Find how many lines in the entries below carry the word "Result" and answer with only that figure.
--------------------
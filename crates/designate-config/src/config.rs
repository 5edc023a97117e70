//! Root configuration type and its builder.

use serde::{Deserialize, Serialize};

use crate::{AuthStrategy, ConfigError, LoggingConfig, ServiceApiConfig};
use designate_telemetry::LogFormat;

/// Complete API pipeline configuration.
///
/// Immutable once loaded. Each pipeline stage receives the values it needs
/// at construction.
///
/// # Example
///
/// ```
/// use designate_config::DesignateConfig;
///
/// let config = DesignateConfig::default();
/// assert!(!config.service_api.maintenance_mode);
/// assert_eq!(config.service_api.maintenance_mode_role, "admin");
/// ```
#[derive(Debug, Clone, Serialize, Deserialize, PartialEq, Eq, Default)]
#[serde(deny_unknown_fields)]
pub struct DesignateConfig {
    /// API service settings.
    #[serde(default)]
    pub service_api: ServiceApiConfig,

    /// Logging settings.
    #[serde(default)]
    pub logging: LoggingConfig,
}

impl DesignateConfig {
    /// Create a new configuration builder.
    #[must_use]
    pub fn builder() -> DesignateConfigBuilder {
        DesignateConfigBuilder::new()
    }

    /// Validate the configuration.
    ///
    /// # Errors
    ///
    /// Returns `ConfigError::InvalidValue` if:
    /// - The maintenance bypass role is empty
    /// - The notification timeout or queue size is zero
    /// - The log level is empty
    pub fn validate(&self) -> Result<(), ConfigError> {
        if self.service_api.maintenance_mode_role.trim().is_empty() {
            return Err(ConfigError::invalid_value(
                "service_api.maintenance-mode-role",
                "must not be empty",
            ));
        }

        if self.service_api.notification_timeout_ms == 0 {
            return Err(ConfigError::invalid_value(
                "service_api.notification-timeout-ms",
                "must be greater than zero",
            ));
        }

        if self.service_api.notification_queue_size == 0 {
            return Err(ConfigError::invalid_value(
                "service_api.notification-queue-size",
                "must be greater than zero",
            ));
        }

        if self.logging.level.trim().is_empty() {
            return Err(ConfigError::invalid_value("logging.level", "must not be empty"));
        }

        Ok(())
    }

    /// Create a development configuration preset.
    ///
    /// - Pretty log formatting with ANSI colors
    /// - Debug log level
    /// - No-auth context strategy
    #[must_use]
    pub fn development() -> Self {
        let mut config = Self::default();

        config.logging.level = "debug".to_string();
        config.logging.format = LogFormat::Pretty;
        config.logging.ansi_enabled = true;
        config.logging.include_location = true;

        config.service_api.auth_strategy = AuthStrategy::NoAuth;

        config
    }

    /// Create a production configuration preset.
    ///
    /// - JSON log formatting at info level
    /// - Trusted-identity context strategy
    /// - Fault notifications enabled
    #[must_use]
    pub fn production() -> Self {
        let mut config = Self::default();

        config.logging.level = "info".to_string();
        config.logging.format = LogFormat::Json;
        config.logging.ansi_enabled = false;

        config.service_api.auth_strategy = AuthStrategy::Keystone;
        config.service_api.notify_api_faults = true;

        config
    }
}

/// Builder for [`DesignateConfig`].
#[derive(Debug, Default)]
pub struct DesignateConfigBuilder {
    service_api: Option<ServiceApiConfig>,
    logging: Option<LoggingConfig>,
}

impl DesignateConfigBuilder {
    /// Create a new builder with default values.
    #[must_use]
    pub fn new() -> Self {
        Self::default()
    }

    /// Set the service API section.
    #[must_use]
    pub fn service_api(mut self, service_api: ServiceApiConfig) -> Self {
        self.service_api = Some(service_api);
        self
    }

    /// Set the logging section.
    #[must_use]
    pub fn logging(mut self, logging: LoggingConfig) -> Self {
        self.logging = Some(logging);
        self
    }

    /// Build the configuration. Unset sections use their defaults.
    #[must_use]
    pub fn build(self) -> DesignateConfig {
        DesignateConfig {
            service_api: self.service_api.unwrap_or_default(),
            logging: self.logging.unwrap_or_default(),
        }
    }

    /// Build and validate the configuration.
    ///
    /// # Errors
    ///
    /// Returns `ConfigError` if validation fails.
    pub fn build_validated(self) -> Result<DesignateConfig, ConfigError> {
        let config = self.build();
        config.validate()?;
        Ok(config)
    }
}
--------------------
Output of the task
2